The USDA opened the laboratory facility in 1954 in response to outbreaks of foot-and-mouth disease in Canada and Mexico. As an added security measure, it is located on an 840-acre island about 1.5 miles northeast of Orient Point, N.Y., and 12 miles southwest of New London, Conn.
Despite major renovations in the 1960s and 1970s, the facility is reaching the end of its useful life, according to Col. Parker. A 2001 report commissioned by the USDA found that it would be more cost-effective to build a new facility than remodel the old facility, and the report estimated the cost at more than $200 million.
Colonel Parker said the DHS and the USDA are working together to develop comprehensive plans to protect the nation against the intentional or accidental introduction of a foreign animal disease, and that the facilities at Plum Island are an important component of that plan.
Besides being the only facility in the United States where researchers are allowed to work with the live FMD virus—which is necessary to diagnose a suspected case—Plum Island houses an FMD vaccine bank. Plum Island scientists also play a vital role in rapidly diagnosing other foreign animal diseases, such as vesicular stomatitis and classical swine fever.
"Most of the milestones in FMD research came out of Plum Island," said Dr. Luis L. Rodriguez, the leader of the FMD research unit at Plum Island.
Dr. Rodriguez recently demonstrated the importance of Plum Island's FMD research capabilities by testing whether FMD virus could be passed through pasteurized milk—practical information that could be used to control the spread of the disease. The study involved infecting cows with FMD virus and testing to determine whether their pasteurized milk could infect other cows—he found that it can.
Opportunities and challenges
Colonel Parker said that the new partnership between the USDA and DHS provides a lot of new opportunities, but comes with its share of challenges.

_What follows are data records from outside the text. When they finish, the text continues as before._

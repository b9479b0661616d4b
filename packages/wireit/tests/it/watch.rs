//! Watch-mode scenarios.
#![cfg(unix)]

use std::time::Duration;

use pretty_assertions::assert_eq;
use serde_json::json;
use tokio_util::sync::CancellationToken;

use wireit::{
    analyzer::Analyzer,
    event,
    fs::Fs,
    manifest::ManifestReader,
    watcher::{self, WatchOptions},
};

use crate::{TestRig, wait_until};

/// Watch idempotence: the initial run happens unconditionally, and a burst
/// of changes within the debounce window causes exactly one rerun.
#[test_log::test(tokio::test)]
async fn burst_of_changes_coalesces_into_one_rerun() {
    let rig = TestRig::new();
    rig.manifest(json!({
        "scripts": {"build": "wireit"},
        "wireit": {
            "build": {
                "command": "echo ran >> build.runs",
                "files": ["input"],
                "output": []
            }
        }
    }));
    rig.write("input", "v0");

    let fs = Fs::default();
    let analyzer = Analyzer::new(ManifestReader::new(fs.clone()), fs.clone());
    let (events, mut receiver) = event::channel();
    // Drain events in the background; this test watches the filesystem.
    let drain = tokio::spawn(async move { while receiver.recv().await.is_some() {} });

    let cancel = CancellationToken::new();
    let root = rig.script("build");
    let watch_task = {
        let cancel = cancel.clone();
        let root = root.clone();
        tokio::spawn(async move {
            watcher::watch(
                &analyzer,
                &fs,
                None,
                &events,
                &root,
                &[],
                WatchOptions::default(),
                cancel,
            )
            .await
        })
    };

    // The initial run happens without any change.
    assert!(
        wait_until(|| rig.line_count("build.runs") == 1, Duration::from_secs(10)).await,
        "initial run happened"
    );

    // Let the first iteration finish persisting state, then burst.
    tokio::time::sleep(Duration::from_millis(300)).await;
    rig.write("input", "v1");
    rig.write("input", "v2");
    rig.write("input", "v3");

    assert!(
        wait_until(|| rig.line_count("build.runs") >= 2, Duration::from_secs(10)).await,
        "a rerun happened"
    );
    // Give any extra (buggy) reruns time to show up, then assert there was
    // exactly one.
    tokio::time::sleep(Duration::from_millis(500)).await;
    assert_eq!(rig.line_count("build.runs"), 2);

    cancel.cancel();
    watch_task
        .await
        .expect("join watch task")
        .expect("watch exits cleanly on abort");
    drain.abort();
}

/// Known failures don't terminate the loop: a broken manifest is
/// re-analyzed after a fix, and the script then runs.
#[test_log::test(tokio::test)]
async fn watch_survives_manifest_errors() {
    let rig = TestRig::new();
    rig.write("package.json", "{ this is not json");
    rig.write("input", "v0");

    let fs = Fs::default();
    let analyzer = Analyzer::new(ManifestReader::new(fs.clone()), fs.clone());
    let (events, mut receiver) = event::channel();
    let drain = tokio::spawn(async move { while receiver.recv().await.is_some() {} });

    let cancel = CancellationToken::new();
    let root = rig.script("build");
    let watch_task = {
        let cancel = cancel.clone();
        let root = root.clone();
        tokio::spawn(async move {
            watcher::watch(
                &analyzer,
                &fs,
                None,
                &events,
                &root,
                &[],
                WatchOptions::default(),
                cancel,
            )
            .await
        })
    };

    // Give the failing iteration time to settle, then fix the manifest.
    tokio::time::sleep(Duration::from_millis(300)).await;
    rig.manifest(json!({
        "scripts": {"build": "wireit"},
        "wireit": {
            "build": {
                "command": "echo ran >> build.runs",
                "files": ["input"],
                "output": []
            }
        }
    }));

    assert!(
        wait_until(|| rig.line_count("build.runs") == 1, Duration::from_secs(10)).await,
        "the loop recovered after the manifest was fixed"
    );

    cancel.cancel();
    watch_task
        .await
        .expect("join watch task")
        .expect("watch exits cleanly on abort");
    drain.abort();
}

One of the biggest challenges is bridging the cultural gap between the researchers and diagnosticians at the USDA and the intelligence community at DHS, he said.

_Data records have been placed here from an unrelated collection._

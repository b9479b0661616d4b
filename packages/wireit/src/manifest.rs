//! Package manifest reading and caching.
//!
//! Manifests are parsed with a JSON parser that retains byte offsets, then
//! converted into an owned spanned tree so diagnostics can point at the
//! exact range of the offending value. Parsed results are cached per
//! absolute path; watch mode invalidates by dropping the cache wholesale
//! before re-analysis.
//!
//! A missing file and a syntax error are returned as values, never thrown,
//! so the analyzer can attach them to diagnostics.

use std::{
    collections::HashMap,
    path::{Path, PathBuf},
    sync::Arc,
};

use color_eyre::Result;
use jsonc_parser::{CollectOptions, ParseOptions, ast, parse_to_ast};
use tokio::sync::Mutex;
use tracing::{instrument, trace};

use crate::{
    diagnostic::{Diagnostic, Location, SourceRange},
    fs::Fs,
};

/// An owned JSON value with its byte range in the source file.
#[derive(Clone, PartialEq, Debug)]
pub struct SpannedValue {
    pub range: SourceRange,
    pub kind: SpannedKind,
}

#[derive(Clone, PartialEq, Debug)]
pub enum SpannedKind {
    Null,
    Bool(bool),
    Number(f64),
    String(String),
    Array(Vec<SpannedValue>),
    Object(Vec<SpannedProperty>),
}

#[derive(Clone, PartialEq, Debug)]
pub struct SpannedProperty {
    pub name: String,
    pub name_range: SourceRange,
    pub value: SpannedValue,
}

impl SpannedValue {
    /// Look up a property by name. Only meaningful on objects.
    pub fn get(&self, name: &str) -> Option<&SpannedProperty> {
        match &self.kind {
            SpannedKind::Object(properties) => {
                properties.iter().find(|property| property.name == name)
            }
            _ => None,
        }
    }

    pub fn as_str(&self) -> Option<&str> {
        match &self.kind {
            SpannedKind::String(value) => Some(value),
            _ => None,
        }
    }

    pub fn as_bool(&self) -> Option<bool> {
        match &self.kind {
            SpannedKind::Bool(value) => Some(*value),
            _ => None,
        }
    }

    pub fn as_array(&self) -> Option<&[SpannedValue]> {
        match &self.kind {
            SpannedKind::Array(values) => Some(values),
            _ => None,
        }
    }

    pub fn as_object(&self) -> Option<&[SpannedProperty]> {
        match &self.kind {
            SpannedKind::Object(properties) => Some(properties),
            _ => None,
        }
    }

    /// A short name for the value's type, for "expected X, got Y" messages.
    pub fn type_name(&self) -> &'static str {
        match &self.kind {
            SpannedKind::Null => "null",
            SpannedKind::Bool(_) => "boolean",
            SpannedKind::Number(_) => "number",
            SpannedKind::String(_) => "string",
            SpannedKind::Array(_) => "array",
            SpannedKind::Object(_) => "object",
        }
    }
}

/// A parsed package manifest.
#[derive(Clone, Debug)]
pub struct Manifest {
    /// Absolute path of the manifest file.
    pub path: PathBuf,
    /// The raw source text, kept for line/column rendering.
    pub source: Arc<String>,
    /// The root value (almost always an object).
    pub root: SpannedValue,
}

impl Manifest {
    pub fn location(&self, range: SourceRange) -> Location {
        Location::new(self.path.clone(), range)
    }
}

/// The result of reading a manifest: always a value, never an error.
#[derive(Clone, Debug)]
pub enum ManifestFile {
    Parsed(Arc<Manifest>),
    Missing,
    Invalid(Arc<Diagnostic>),
}

/// Reads and caches package manifests.
#[derive(Clone, Debug)]
pub struct ManifestReader {
    fs: Fs,
    cache: Arc<Mutex<HashMap<PathBuf, ManifestFile>>>,
    /// In-memory contents taking precedence over disk, for editor
    /// integrations that analyze unsaved buffers.
    overlay: Arc<Mutex<HashMap<PathBuf, String>>>,
}

impl ManifestReader {
    pub fn new(fs: Fs) -> Self {
        Self {
            fs,
            cache: Arc::new(Mutex::new(HashMap::new())),
            overlay: Arc::new(Mutex::new(HashMap::new())),
        }
    }

    /// Read and parse the manifest at `path`, using the cache when possible.
    #[instrument(skip(self))]
    pub async fn read(&self, path: &Path) -> Result<ManifestFile> {
        if let Some(cached) = self.cache.lock().await.get(path) {
            return Ok(cached.clone());
        }

        let source = match self.overlay.lock().await.get(path) {
            Some(content) => Some(content.clone()),
            None => self.fs.read_to_string(path).await?,
        };
        let parsed = match source {
            None => ManifestFile::Missing,
            Some(source) => parse_manifest(path, source),
        };

        self.cache
            .lock()
            .await
            .insert(path.to_path_buf(), parsed.clone());
        Ok(parsed)
    }

    /// Drop every cached manifest. Watch mode calls this before re-analysis.
    pub async fn invalidate_all(&self) {
        self.cache.lock().await.clear();
        trace!("invalidated manifest cache");
    }

    /// Provide in-memory content for a path, shadowing the file on disk.
    pub async fn set_overlay(&self, path: impl Into<PathBuf>, content: String) {
        let path = path.into();
        self.overlay.lock().await.insert(path.clone(), content);
        self.cache.lock().await.remove(&path);
    }
}

fn parse_manifest(path: &Path, source: String) -> ManifestFile {
    let parsed = parse_to_ast(
        &source,
        &CollectOptions::default(),
        &ParseOptions::default(),
    );
    match parsed {
        Ok(result) => match result.value {
            Some(value) => ManifestFile::Parsed(Arc::new(Manifest {
                path: path.to_path_buf(),
                root: convert(value),
                source: Arc::new(source),
            })),
            None => ManifestFile::Invalid(Arc::new(Diagnostic::error(
                "manifest file is empty",
                Location::new(path, SourceRange::file_start()),
            ))),
        },
        Err(err) => ManifestFile::Invalid(Arc::new(Diagnostic::error(
            format!("invalid JSON: {err}"),
            Location::new(path, SourceRange::file_start()),
        ))),
    }
}

fn to_range(range: jsonc_parser::common::Range) -> SourceRange {
    SourceRange::new(range.start, range.end.saturating_sub(range.start))
}

fn convert(value: ast::Value<'_>) -> SpannedValue {
    match value {
        ast::Value::NullKeyword(null) => SpannedValue {
            range: to_range(null.range),
            kind: SpannedKind::Null,
        },
        ast::Value::BooleanLit(lit) => SpannedValue {
            range: to_range(lit.range),
            kind: SpannedKind::Bool(lit.value),
        },
        ast::Value::NumberLit(lit) => SpannedValue {
            range: to_range(lit.range),
            kind: SpannedKind::Number(lit.value.parse().unwrap_or(0.0)),
        },
        ast::Value::StringLit(lit) => SpannedValue {
            range: to_range(lit.range),
            kind: SpannedKind::String(lit.value.into_owned()),
        },
        ast::Value::Array(array) => SpannedValue {
            range: to_range(array.range),
            kind: SpannedKind::Array(array.elements.into_iter().map(convert).collect()),
        },
        ast::Value::Object(object) => SpannedValue {
            range: to_range(object.range),
            kind: SpannedKind::Object(
                object
                    .properties
                    .into_iter()
                    .map(|property| {
                        let (name, name_range) = match property.name {
                            ast::ObjectPropName::String(lit) => {
                                (lit.value.into_owned(), to_range(lit.range))
                            }
                            ast::ObjectPropName::Word(word) => {
                                (word.value.to_string(), to_range(word.range))
                            }
                        };
                        SpannedProperty {
                            name,
                            name_range,
                            value: convert(property.value),
                        }
                    })
                    .collect(),
            ),
        },
    }
}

Managing the aging facilities—from the ferries that transport employees to and from the island, to the outdated laboratories and the historical fort and lighthouse on the island—also poses many challenges.
Security has been a primary concern at the facility in the wake of Sept. 11 and a strike by Plum Island's maintenance workers in 2002. The General Accounting Office released a report on the need to improve security at Plum Island in September 2003. The report found that, while security has improved at the facility, more measures are necessary to prevent breaches.
A new maintenance contractor has since been hired and many new procedure-based security measures have been put in place, according to Col. Parker. Because of the age of the facility, however, it is impossible to install some of the high-tech security features that are built into newer facilities. If a new facility were built at the island, state-of-the-art security features could be incorporated.
"We need a safe and secure facility to do cutting-edge research that will protect the United States from outbreaks of high-consequence foreign animal diseases," Col. Parker said.